What the task asks: The response should consist of every record, reproduced exactly.

▬▬▬

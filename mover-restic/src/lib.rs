//! # Restic Mover
//!
//! Backup and restore through a restic repository.
//!
//! ## Overview
//!
//! - Source: `restic backup` of the data volume, followed by
//!   `restic forget --prune` when the last prune is older than
//!   `pruneIntervalDays` (default 7). The prune time is kept in
//!   `status.restic.lastPruned`.
//! - Destination: `restic restore` into the data volume, optionally of an
//!   older backup (`previous`) or the newest one not after `restoreAsOf`.
//!
//! The `repository` secret carries the repository location and password; it
//! is mounted into the job, never read by the controller.

mod destination;
mod source;

use core_api::{ReplicationDestination, ReplicationSource};
use core_mover::{Builder, DataVolume, Mover, MoverContext, MoverError, RegistryBuilder, Result};
use std::sync::Arc;

pub use destination::ResticDestinationMover;
pub use source::{forget_options, ResticSourceMover};

pub const MOVER_NAME: &str = "restic";

/// Days between prunes when `pruneIntervalDays` is not set.
pub const DEFAULT_PRUNE_INTERVAL_DAYS: u32 = 7;

const REPOSITORY_MOUNT_PATH: &str = "/restic-repository";
const CACHE_DIR: &str = "/tmp/restic-cache";

/// Register the restic backend.
pub fn register(registry: &mut RegistryBuilder) -> Result<()> {
    registry.register(Arc::new(ResticBuilder))
}

#[derive(Debug, Default)]
pub struct ResticBuilder;

fn repository(value: Option<&String>) -> Result<String> {
    value
        .filter(|r| !r.is_empty())
        .cloned()
        .ok_or_else(|| MoverError::invalid_spec(MOVER_NAME, "repository is required"))
}

impl Builder for ResticBuilder {
    fn name(&self) -> &'static str {
        MOVER_NAME
    }

    fn version_info(&self) -> String {
        format!("restic backup/restore ({})", env!("CARGO_PKG_VERSION"))
    }

    fn from_source(
        &self,
        ctx: &MoverContext,
        source: &ReplicationSource,
        data: DataVolume,
    ) -> Result<Box<dyn Mover>> {
        let spec = source
            .spec
            .restic
            .clone()
            .ok_or_else(|| MoverError::invalid_spec(MOVER_NAME, "missing restic section"))?;
        let repository = repository(spec.repository.as_ref())?;
        if spec.prune_interval_days == Some(0) {
            return Err(MoverError::invalid_spec(
                MOVER_NAME,
                "pruneIntervalDays must be at least 1",
            ));
        }

        Ok(Box::new(ResticSourceMover::new(
            ctx, source, data, repository, spec,
        )))
    }

    fn from_destination(
        &self,
        ctx: &MoverContext,
        destination: &ReplicationDestination,
        data: DataVolume,
    ) -> Result<Box<dyn Mover>> {
        let spec = destination
            .spec
            .restic
            .clone()
            .ok_or_else(|| MoverError::invalid_spec(MOVER_NAME, "missing restic section"))?;
        let repository = repository(spec.repository.as_ref())?;

        Ok(Box::new(ResticDestinationMover::new(
            ctx,
            destination,
            data,
            repository,
            spec,
        )))
    }
}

▬▬▬

Answer space:
filename mover-restic/src/lib.rs
//! # Restic Mover
//!
//! Backup and restore through a restic repository.
//!
//! ## Overview
//!
//! - Source: `restic backup` of the data volume, followed by
//!   `restic forget --prune` when the last prune is older than
//!   `pruneIntervalDays` (default 7). The prune time is kept in
//!   `status.restic.lastPruned`.
//! - Destination: `restic restore` into the data volume, optionally of an
//!   older backup (`previous`) or the newest one not after `restoreAsOf`.
//!
//! The `repository` secret carries the repository location and password; it
//! is mounted into the job, never read by the controller.

mod destination;
mod source;

use core_api::{ReplicationDestination, ReplicationSource};
use core_mover::{Builder, DataVolume, Mover, MoverContext, MoverError, RegistryBuilder, Result};
use std::sync::Arc;

pub use destination::ResticDestinationMover;
pub use source::{forget_options, ResticSourceMover};

pub const MOVER_NAME: &str = "restic";

/// Days between prunes when `pruneIntervalDays` is not set.
pub const DEFAULT_PRUNE_INTERVAL_DAYS: u32 = 7;

const REPOSITORY_MOUNT_PATH: &str = "/restic-repository";
const CACHE_DIR: &str = "/tmp/restic-cache";

/// Register the restic backend.
pub fn register(registry: &mut RegistryBuilder) -> Result<()> {
    registry.register(Arc::new(ResticBuilder))
}

#[derive(Debug, Default)]
pub struct ResticBuilder;

fn repository(value: Option<&String>) -> Result<String> {
    value
        .filter(|r| !r.is_empty())
        .cloned()
        .ok_or_else(|| MoverError::invalid_spec(MOVER_NAME, "repository is required"))
}

impl Builder for ResticBuilder {
    fn name(&self) -> &'static str {
        MOVER_NAME
    }

    fn version_info(&self) -> String {
        format!("restic backup/restore ({})", env!("CARGO_PKG_VERSION"))
    }

    fn from_source(
        &self,
        ctx: &MoverContext,
        source: &ReplicationSource,
        data: DataVolume,
    ) -> Result<Box<dyn Mover>> {
        let spec = source
            .spec
            .restic
            .clone()
            .ok_or_else(|| MoverError::invalid_spec(MOVER_NAME, "missing restic section"))?;
        let repository = repository(spec.repository.as_ref())?;
        if spec.prune_interval_days == Some(0) {
            return Err(MoverError::invalid_spec(
                MOVER_NAME,
                "pruneIntervalDays must be at least 1",
            ));
        }

        Ok(Box::new(ResticSourceMover::new(
            ctx, source, data, repository, spec,
        )))
    }

    fn from_destination(
        &self,
        ctx: &MoverContext,
        destination: &ReplicationDestination,
        data: DataVolume,
    ) -> Result<Box<dyn Mover>> {
        let spec = destination
            .spec
            .restic
            .clone()
            .ok_or_else(|| MoverError::invalid_spec(MOVER_NAME, "missing restic section"))?;
        let repository = repository(spec.repository.as_ref())?;

        Ok(Box::new(ResticDestinationMover::new(
            ctx,
            destination,
            data,
            repository,
            spec,
        )))
    }
}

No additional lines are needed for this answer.